Tests: 45/45 (adds test_sync_ready + test_purge_soft_deleted). Reviewer pass
applied (NULL reminders.contact_id on contact purge). Bumped to v0.1.0:104.

AGENTS.md

@@ -1,6 +1,6 @@
 # Ten31 Venture CRM + Agentic System — AGENTS.md
 
-**The foundation is a self-hosted venture-fund CRM** — a purpose-built fundraising tool that replaced Airtable to (1) keep sensitive LP/prospect data off third-party servers, (2) drop subscription cost, and (3) fit the fund's workflow: managing ~150 existing LPs, tracking 250+ prospects, and running the capital-raise pipeline. Core CRM domain: contacts (investor/prospect/advisor), organizations, opportunities (the deal pipeline), and communications; investor commitments live in the canonical `fundraising_*` grid (the legacy single-fund `lp_profiles` table was retired in v0.1.0:78). The fund (Ten31, ~$200M AUM, bitcoin/energy/AI thesis) runs it on a Start9 box, accessed over ClearNet (StartOS StartTunnel) with app-level user auth by a team of ~5 (Tailscale is not in use). Schema/API tour: `docs/crm-overview.md`.

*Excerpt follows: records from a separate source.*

//! Streaming file download with a bounded retry budget.

use crate::cancel::CancelToken;
use crate::client::HttpClient;
use crate::retry::{RetryDecision, RetryPolicy};
use anyhow::Result;
use std::fs::File;
use std::io::Write;
use std::path::Path;
use std::time::Duration;

/// Seam between the orchestrator and the network: turn a resolved URL into
/// bytes on disk, reporting plain success or failure.
pub trait Fetcher {
    /// Downloads `url` to `dest`. `false` means the retry budget ran out;
    /// the caller decides what to do with the file's outcome.
    fn fetch(&self, url: &str, dest: &Path) -> bool;
}

/// Curl-backed fetcher: one streaming GET per attempt, fixed delay between
/// attempts. The destination file is created lazily on the first body byte,
/// so an attempt that fails at the HTTP layer leaves nothing behind; partial
/// bytes from a broken transfer are removed before the next attempt.
pub struct HttpFetcher<'a> {
    client: &'a HttpClient,
    policy: RetryPolicy,
    cancel: CancelToken,
}

impl<'a> HttpFetcher<'a> {
    pub fn new(client: &'a HttpClient, policy: RetryPolicy, cancel: CancelToken) -> Self {
        Self {
            client,
            policy,
            cancel,
        }
    }

    /// One attempt: stream the body into `dest`. Success only when the status
    /// is 2xx and every chunk was written.
    fn attempt(&self, url: &str, dest: &Path) -> Result<()> {
        let cancel = self.cancel.clone();
        let mut out: Option<File> = None;
        let status = self.client.get_streaming(url, |chunk| {
            if cancel.is_cancelled() {
                return Err(std::io::Error::new(
                    std::io::ErrorKind::Interrupted,
                    "cancelled",
                ));
            }
            if out.is_none() {
                out = Some(File::create(dest)?);
            }
            if let Some(file) = out.as_mut() {
                file.write_all(chunk)?;
            }
            Ok(())
        })?;
        if !(200..300).contains(&status) {
            anyhow::bail!("GET {} returned HTTP {}", url, status);
        }
        // An empty 2xx body never reaches the write callback; the completed
        // file must still exist or a rerun's skip check would re-fetch it.
        if out.is_none() {
            File::create(dest)?;
        }
        Ok(())
    }

    /// Sleeps the retry delay in short slices, returning false as soon as the
    /// cancel token is set so an interrupt does not wait out the delay.
    fn sleep_unless_cancelled(&self, delay: Duration) -> bool {
        const SLICE: Duration = Duration::from_millis(50);
        let mut remaining = delay;
        while !remaining.is_zero() {
            if self.cancel.is_cancelled() {
                return false;
            }
            let step = remaining.min(SLICE);
            std::thread::sleep(step);
            remaining -= step;
        }
        !self.cancel.is_cancelled()
    }
}

impl Fetcher for HttpFetcher<'_> {
    fn fetch(&self, url: &str, dest: &Path) -> bool {
        let mut attempt = 1u32;
        loop {
            if self.cancel.is_cancelled() {
                return false;
            }
            tracing::debug!(attempt, dest = %dest.display(), "download attempt");
            match self.attempt(url, dest) {
                Ok(()) => {
                    tracing::info!(dest = %dest.display(), "saved");
                    return true;
                }
                Err(e) => {
                    tracing::warn!(attempt, dest = %dest.display(), "download attempt failed: {:#}", e);
                    // Drop partial bytes so a rerun does not mistake them
                    // for a completed file.
                    let _ = std::fs::remove_file(dest);
                }
            }
            match self.policy.decide(attempt) {
                RetryDecision::NoRetry => {
                    tracing::warn!(dest = %dest.display(), "giving up after {} attempt(s)", attempt);
                    return false;
                }
                RetryDecision::RetryAfter(delay) => {
                    if !self.sleep_unless_cancelled(delay) {
                        return false;
                    }
                    attempt += 1;
                }
            }
        }
    }
}

/// Fetcher used for dry runs: no network, no disk, always "succeeds".
pub struct DryRunFetcher;

impl Fetcher for DryRunFetcher {
    fn fetch(&self, url: &str, dest: &Path) -> bool {
        tracing::info!(url, dest = %dest.display(), "dry run, would download");
        true
    }
}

+**The foundation is a self-hosted venture-fund CRM** — a purpose-built fundraising tool that replaced Airtable to (1) keep sensitive LP/prospect data off third-party servers, (2) drop subscription cost, and (3) fit the fund's workflow: managing ~150 existing LPs, tracking 250+ prospects, and running the capital-raise pipeline. Core CRM domain: contacts (investor/prospect/advisor), organizations, opportunities (the deal pipeline), and communications; investor commitments live in the canonical `fundraising_*` grid (the legacy single-fund `lp_profiles` table was retired in v0.1.0:78 and dropped in v0.1.0:104). The fund (Ten31, ~$200M AUM, bitcoin/energy/AI thesis) runs it on a Start9 box, accessed over ClearNet (StartOS StartTunnel) with app-level user auth by a team of ~5 (Tailscale is not in use). Schema/API tour: `docs/crm-overview.md`.
 
 **The agentic system is new functionality built on top of that CRM** — an in-house AI layer to widen the fundraising funnel, sharpen the thesis, and automate outreach drafting. Frontier reasoning runs on Claude (Agent SDK/API); privacy-sensitive and bulk work runs on local DGX Spark models via the **Spark Control** gateway. **Phase 0/1 — no live outward-facing agents; agents draft, humans send.**
 
@@ -70,8 +70,8 @@ Subsystem rules live in `docs/guides/` and lazy-load in Claude Code via `.claude
 
 ## Conventions
 
-- **Investor model — the grid is canonical (since v0.1.0:78).** The `fundraising_*` grid is the **system of record**: an investor entity (row) → many contact "pills" → per-fund commitments. The classic `contacts` table is a **read-only per-person directory**, auto-populated from the grid — create/edit people in the grid, not the Contacts page. Email capture rolls multiple people up to one investor. The legacy single-fund `lp_profiles` model is **retired** (empty table kept, per never-hard-delete). Reconciling grid ↔ classic `contacts` to canonical IDs is the core entity-resolution task — see `docs/crm-overview.md`. **Derived read-only columns** (`pipeline`, `pipeline_stage`, `opportunity_id`, `reminder_status`, `existing_investor`, `last_activity_at`, `staleness`) are computed live and **injected on GET, never persisted** — any new one MUST be added to BOTH strip points (`server.py` `_computed_row_values` + frontend `stripComputedRows`) or it dirties the autosave / leaks into the blob. **Exception — the contact-pill email-heal** (`fundraising_contact_emails_by_row`, injected in `handle_get_fundraising_state`, v0.1.0:99): it fills a *blank* pill `email` from the linked classic contact and deliberately has **NO** strip point, because `email` is a real blob field, not a computed column — the next one-row save legitimately persists the recovered value (it's a self-healing backfill; don't "fix" it by adding a strip point). Pipeline stage is the 4-stage funnel `lead→engaged→diligence→commitment` (`PIPELINE_STAGES`), terminal at commitment.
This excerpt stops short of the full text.